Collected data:
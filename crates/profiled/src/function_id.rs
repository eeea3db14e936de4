// Copyright (c) 2025 woxQAQ
//
// Licensed under the MIT License or Apache License 2.0
// See LICENSE files for details

//! # Function identifiers
//!
//! Durations are bucketed by a human-readable identifier rather than by
//! object identity. Free functions are identified by their bare name and
//! anything defined inside an `impl` block by `Type.name`:
//!
//! | Callable                           | Identifier              |
//! |------------------------------------|-------------------------|
//! | `fn get_answer()`                  | `get_answer`            |
//! | `fn call(&self)` on `AnswerFactory`| `AnswerFactory.call`    |
//! | `fn create()` on `AnswerFactory`   | `AnswerFactory.create`  |
//! | closure inside `fn main()`         | `main.<closure>`        |
//!
//! Two callables sharing a qualified name share a bucket.

use serde::{Deserialize, Serialize};
use std::borrow::{Borrow, Cow};
use std::fmt;

const CLOSURE_SEGMENT: &str = "{{closure}}";
const CLOSURE_NAME: &str = "<closure>";

/// Identifier a profiled callable records its durations under
#[derive(Debug, Clone, PartialEq, Eq, Hash, PartialOrd, Ord, Serialize, Deserialize)]
#[serde(transparent)]
pub struct FunctionId(Cow<'static, str>);

impl FunctionId {
    /// Create an identifier from any string
    pub fn new(id: impl Into<Cow<'static, str>>) -> Self {
        Self(id.into())
    }

    /// Create an identifier from a string literal
    ///
    /// Usable in `static` items, which is how `profiled!` computes each
    /// identifier exactly once.
    pub const fn from_static(id: &'static str) -> Self {
        Self(Cow::Borrowed(id))
    }

    /// Identifier for a method or associated function of `type_name`
    pub fn method(type_name: &str, name: &str) -> Self {
        Self(Cow::Owned(format!("{type_name}.{name}")))
    }

    /// Derive the identifier of a callable from its type
    ///
    /// Works for function items, methods and closures, whose types are
    /// unique and named after their definition path. A function pointer
    /// (`fn() -> u32`) carries no name; use [`FunctionId::new`] for those.
    pub fn of<F>(_callable: &F) -> Self {
        Self::from_type_name(std::any::type_name::<F>())
    }

    /// Derive an identifier from a type path such as
    /// `my_crate::factory::AnswerFactory::call`
    pub fn from_type_name(type_name: &str) -> Self {
        let type_name = type_name.trim();

        if let Some(rest) = type_name.strip_prefix('<') {
            if let Some(close) = matching_angle(rest) {
                // `<Self as Trait>::method`
                let qualified_self = &rest[..close];
                let self_type = split_top_level(qualified_self, " as ")
                    .into_iter()
                    .next()
                    .unwrap_or(qualified_self);
                let owner = last_segment(self_type);
                let tail = rest[close + 1..].trim_start_matches("::");
                let mut parts = vec![owner];
                parts.extend(path_segments(tail));
                return Self(Cow::Owned(parts.join(".")));
            }
        }

        let segments = path_segments(type_name);
        if segments.is_empty() {
            return Self(Cow::Owned(type_name.to_string()));
        }

        let last = segments.len() - 1;
        let mut start = segments[..last]
            .iter()
            .rposition(|segment| is_type_segment(segment))
            .unwrap_or(last);
        while start > 0 && segments[start] == CLOSURE_NAME {
            start -= 1;
        }

        Self(Cow::Owned(segments[start..].join(".")))
    }

    /// The identifier as a string slice
    pub fn as_str(&self) -> &str {
        &self.0
    }
}

impl fmt::Display for FunctionId {
    fn fmt(&self, f: &mut fmt::Formatter<'_>) -> fmt::Result {
        f.write_str(&self.0)
    }
}

impl AsRef<str> for FunctionId {
    fn as_ref(&self) -> &str {
        &self.0
    }
}

impl Borrow<str> for FunctionId {
    fn borrow(&self) -> &str {
        &self.0
    }
}

impl From<&'static str> for FunctionId {
    fn from(id: &'static str) -> Self {
        Self::from_static(id)
    }
}

impl From<String> for FunctionId {
    fn from(id: String) -> Self {
        Self(Cow::Owned(id))
    }
}

/// Split a path on top-level `::`, dropping generic arguments from each
/// segment and renaming closure segments.
fn path_segments(path: &str) -> Vec<String> {
    split_top_level(path, "::")
        .into_iter()
        .filter(|segment| !segment.is_empty())
        .map(|segment| {
            if segment == CLOSURE_SEGMENT {
                CLOSURE_NAME.to_string()
            } else {
                strip_generics(segment).to_string()
            }
        })
        .collect()
}

/// Split on `separator` occurrences that are not nested inside `<...>`
fn split_top_level<'a>(text: &'a str, separator: &str) -> Vec<&'a str> {
    let mut parts = Vec::new();
    let mut depth = 0usize;
    let mut start = 0;
    let mut index = 0;

    while index < text.len() {
        let rest = &text[index..];
        if rest.starts_with('<') {
            depth += 1;
        } else if rest.starts_with('>') {
            depth = depth.saturating_sub(1);
        } else if depth == 0 && rest.starts_with(separator) {
            parts.push(&text[start..index]);
            index += separator.len();
            start = index;
            continue;
        }
        index += rest.chars().next().map_or(1, char::len_utf8);
    }
    parts.push(&text[start..]);
    parts
}

/// Byte offset of the `>` closing an already opened `<`
fn matching_angle(text: &str) -> Option<usize> {
    let mut depth = 1usize;
    for (index, ch) in text.char_indices() {
        match ch {
            '<' => depth += 1,
            '>' => {
                depth -= 1;
                if depth == 0 {
                    return Some(index);
                }
            }
            _ => {}
        }
    }
    None
}

fn strip_generics(segment: &str) -> &str {
    match segment.find('<') {
        Some(0) | None => segment,
        Some(index) => &segment[..index],
    }
}

/// Last path segment of a type, without references, generics or `dyn`
fn last_segment(type_path: &str) -> String {
    let trimmed = type_path
        .trim()
        .trim_start_matches('&')
        .trim_start_matches("mut ")
        .trim_start_matches("dyn ");
    path_segments(trimmed)
        .pop()
        .unwrap_or_else(|| trimmed.to_string())
}

fn is_type_segment(segment: &str) -> bool {
    segment.chars().next().is_some_and(char::is_uppercase)
}
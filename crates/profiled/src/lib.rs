// Copyright (c) 2025 woxQAQ
//
// Licensed under the MIT License or Apache License 2.0
// See LICENSE files for details

//! # profiled
//!
//! A small function-timing library. Instrumented functions record their
//! wall-clock duration into the active [`Profiler`], which aggregates them
//! per function and computes summary statistics.
//!
//! ## Overview
//!
//! ```text
//! ┌──────────────────────┐   record(id, elapsed)   ┌──────────────────┐
//! │ profiled! / Profiled │ ──────────────────────→ │ active Profiler  │
//! │      time_call       │                         │  id → [Duration] │
//! └──────────────────────┘                         └────────┬─────────┘
//!                                                           │ compute_stats
//!                                                           ↓
//!                                                  ┌──────────────────┐
//!                                                  │   StatsReport    │
//!                                                  │ avg min max num  │
//!                                                  │ tot std          │
//!                                                  └──────────────────┘
//! ```
//!
//! ## Usage
//!
//! ```rust
//! use profiled::{Profiler, profiled};
//!
//! profiled! {
//!     fn get_answer() -> u32 {
//!         42
//!     }
//! }
//!
//! let profiler = Profiler::new();
//! {
//!     let _active = profiler.activate();
//!     for _ in 0..10 {
//!         get_answer();
//!     }
//! }
//!
//! let report = profiler.compute_stats();
//! # if cfg!(feature = "profiling") {
//! let stats = &report["get_answer"];
//! assert_eq!(stats.num, 10);
//! assert!(stats.min <= stats.avg && stats.avg <= stats.max);
//! assert!(stats.std.is_some());
//! # }
//! ```
//!
//! ## Active profiler
//!
//! Activation is process-wide and nests: an inner activation shadows the
//! outer one until its guard is dropped. Calls made while no profiler is
//! active are not recorded anywhere.
//!
//! ## Features
//!
//! - `profiling` (default): timing enabled. Without it every instrumented
//!   call is a direct call.
//!
//! ## Modules
//!
//! - [`profiler`]: the aggregating [`Profiler`]
//! - [`context`]: activation guards
//! - [`wrapper`]: instrumentation primitives
//! - [`function_id`]: identifier derivation
//! - [`stats`]: statistics and reports
//! - [`config`]: report rendering options

pub mod config;
pub mod context;
pub mod error;
pub mod function_id;
pub mod profiler;
pub mod stats;
pub mod wrapper;

// Re-exports for convenience
pub use config::{ReportConfig, SortKey, TimeUnit};
pub use context::ActiveProfiler;
pub use error::{ConfigError, ConfigResult, ReportError, ReportResult};
pub use function_id::FunctionId;
pub use profiler::Profiler;
pub use stats::{FunctionStats, StatsReport};
pub use wrapper::{Callable, Profiled, profiled, profiled_as, time_call};

/// Version information
pub const VERSION: &str = env!("CARGO_PKG_VERSION");
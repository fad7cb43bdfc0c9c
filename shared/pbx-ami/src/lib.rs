//! AMI SDK
//!
//! Provides a Rust client for driving an Asterisk PBX through the
//! Asterisk Manager Interface: a line-oriented `Key: Value` protocol
//! where every request and every reply is a block closed by a blank line.

mod action;
mod client;
mod error;
mod types;

pub use action::Action;
pub use client::{AmiSession, SessionOptions};
pub use error::{AmiError, Result};
pub use types::{ProtocolResponse, SessionState};

/// Default manager interface port
pub const DEFAULT_AMI_PORT: u16 = 5038;
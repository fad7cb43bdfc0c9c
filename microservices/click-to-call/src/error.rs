//! Error types for the click-to-call workflow

use pbx_ami::AmiError;

/// Result type alias
pub type Result<T> = std::result::Result<T, CallError>;

/// Why a call request did not result in a placed call.
///
/// The `Display` text becomes the `Description` of the call result.
#[derive(Debug, Clone, PartialEq, Eq, thiserror::Error)]
pub enum CallError {
    #[error("{0}")]
    InvalidInput(String),

    #[error("Unauthorized IP address: {0}")]
    Unauthorized(String),

    #[error("Socket connection failed: {0}")]
    Connection(String),

    #[error("Authentication failed: {0}")]
    Authentication(String),

    #[error("Manager interface did not answer in time: waiting for {0}")]
    ProtocolTimeout(String),

    #[error("Failed to retrieve technology for extension: {0}")]
    Lookup(String),

    #[error("Call initiation failed: {0}")]
    Originate(String),
}

impl CallError {
    pub fn error_code(&self) -> &'static str {
        match self {
            Self::InvalidInput(_) => "INVALID_INPUT",
            Self::Unauthorized(_) => "UNAUTHORIZED",
            Self::Connection(_) => "CONNECTION_ERROR",
            Self::Authentication(_) => "AUTH_ERROR",
            Self::ProtocolTimeout(_) => "PROTOCOL_TIMEOUT",
            Self::Lookup(_) => "LOOKUP_ERROR",
            Self::Originate(_) => "ORIGINATE_ERROR",
        }
    }

    /// Worth another attempt on a fresh connection
    pub fn is_transient(&self) -> bool {
        matches!(self, Self::Connection(_) | Self::ProtocolTimeout(_))
    }
}

impl From<AmiError> for CallError {
    fn from(err: AmiError) -> Self {
        match err {
            AmiError::Connection(msg) | AmiError::Io(msg) => CallError::Connection(msg),
            AmiError::ConnectionClosed => {
                CallError::Connection("connection closed by manager".to_string())
            }
            AmiError::Authentication(reason) => CallError::Authentication(reason),
            AmiError::Timeout(what) => CallError::ProtocolTimeout(what),
            AmiError::Protocol(msg) | AmiError::InvalidState(msg) => {
                CallError::Connection(format!("manager protocol error: {}", msg))
            }
            AmiError::InvalidField(msg) => CallError::InvalidInput(msg),
        }
    }
}

#[cfg(test)]
mod tests {
    use super::*;

    #[test]
    fn test_ami_error_mapping() {
        assert_eq!(
            CallError::from(AmiError::Timeout("DBGet".into())),
            CallError::ProtocolTimeout("DBGet".into())
        );
        assert_eq!(
            CallError::from(AmiError::Authentication("Authentication failed".into())),
            CallError::Authentication("Authentication failed".into())
        );
        assert!(matches!(
            CallError::from(AmiError::ConnectionClosed),
            CallError::Connection(_)
        ));
    }

    #[test]
    fn test_descriptions() {
        assert_eq!(
            CallError::Unauthorized("10.9.9.9".into()).to_string(),
            "Unauthorized IP address: 10.9.9.9"
        );
        assert_eq!(
            CallError::Lookup("101".into()).to_string(),
            "Failed to retrieve technology for extension: 101"
        );
    }

    #[test]
    fn test_only_transport_failures_are_transient() {
        assert!(CallError::Connection("refused".into()).is_transient());
        assert!(CallError::ProtocolTimeout("Login".into()).is_transient());
        assert!(!CallError::Authentication("denied".into()).is_transient());
        assert!(!CallError::Lookup("101".into()).is_transient());
        assert!(!CallError::Originate("busy".into()).is_transient());
    }
}
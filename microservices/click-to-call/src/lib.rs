//! Click-to-Call Microservice
//!
//! Places calls through an Asterisk PBX on behalf of trusted clients:
//! - Client address allow-list (exact, wildcard, CIDR for IPv4 and IPv6)
//! - Manager interface session over `pbx-ami`
//! - Technology lookup in AstDB and asynchronous Originate
//! - Bounded retries for the idempotent connect/login/lookup steps

pub mod allowlist;
pub mod call;
pub mod config;
pub mod error;
pub mod handlers;
pub mod retry;
pub mod routes;
pub mod workflow;

use std::sync::Arc;

pub use call::{CallRequest, CallResult};
pub use config::Config;
pub use error::{CallError, Result};
pub use workflow::CallWorkflow;

/// Application state shared across handlers
#[derive(Clone)]
pub struct AppState {
    pub workflow: Arc<CallWorkflow>,
    pub config: Arc<Config>,
}
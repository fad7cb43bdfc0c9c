//! Click-to-call telemetry
//!
//! Structured logging setup shared by the click-to-call binaries.

mod config;
mod tracing_setup;

pub use config::TelemetryConfig;
pub use tracing_setup::init_tracing;

/// Initialize logging for a service from the environment
pub fn init(service_name: &str) -> Result<(), TelemetryError> {
    let config = TelemetryConfig::from_env(service_name);
    init_tracing(&config)
}

#[derive(Debug, thiserror::Error)]
pub enum TelemetryError {
    #[error("Tracing initialization failed: {0}")]
    TracingInit(String),
}
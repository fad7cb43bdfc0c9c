//! Router configuration for the Click-to-Call API

use axum::{routing::get, Router};

use crate::handlers;
use crate::AppState;

/// Create the main router with all routes
pub fn create_router(state: AppState) -> Router {
    Router::new()
        .route("/health", get(handlers::health))
        .route(
            "/call",
            get(handlers::place_call_query).post(handlers::place_call_form),
        )
        .with_state(state)
}
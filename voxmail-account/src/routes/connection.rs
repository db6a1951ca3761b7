use axum::extract::State;
use axum::Json;
use std::sync::Arc;

use voxmail_shared::errors::AppResult;
use voxmail_shared::middleware::BearerToken;
use voxmail_shared::types::ApiResponse;

use crate::models::ConnectionGrant;
use crate::services::ConnectionStatus;
use crate::AppState;

pub async fn connection_status(
    BearerToken(token): BearerToken,
    State(state): State<Arc<AppState>>,
) -> AppResult<Json<ApiResponse<ConnectionStatus>>> {
    Ok(Json(ApiResponse::ok(state.engine.connection_status(&token)?)))
}

/// Called by the consent broker once the provider handed back a grant.
pub async fn record_connection(
    BearerToken(token): BearerToken,
    State(state): State<Arc<AppState>>,
    Json(grant): Json<ConnectionGrant>,
) -> AppResult<Json<ApiResponse<ConnectionStatus>>> {
    let status = state.engine.record_connection(&token, &grant)?;
    Ok(Json(ApiResponse::ok_with_message(status, "mail account connected")))
}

• Problem statement: Find the line that contains "use axum::extract::State;" in the data above. Reproduce it and every later line exactly, through the last one.

• Expected answer:
use axum::extract::State;
use axum::Json;
use std::sync::Arc;

use voxmail_shared::errors::AppResult;
use voxmail_shared::middleware::BearerToken;
use voxmail_shared::types::ApiResponse;

use crate::models::ConnectionGrant;
use crate::services::ConnectionStatus;
use crate::AppState;

pub async fn connection_status(
    BearerToken(token): BearerToken,
    State(state): State<Arc<AppState>>,
) -> AppResult<Json<ApiResponse<ConnectionStatus>>> {
    Ok(Json(ApiResponse::ok(state.engine.connection_status(&token)?)))
}

/// Called by the consent broker once the provider handed back a grant.
pub async fn record_connection(
    BearerToken(token): BearerToken,
    State(state): State<Arc<AppState>>,
    Json(grant): Json<ConnectionGrant>,
) -> AppResult<Json<ApiResponse<ConnectionStatus>>> {
    let status = state.engine.record_connection(&token, &grant)?;
    Ok(Json(ApiResponse::ok_with_message(status, "mail account connected")))
}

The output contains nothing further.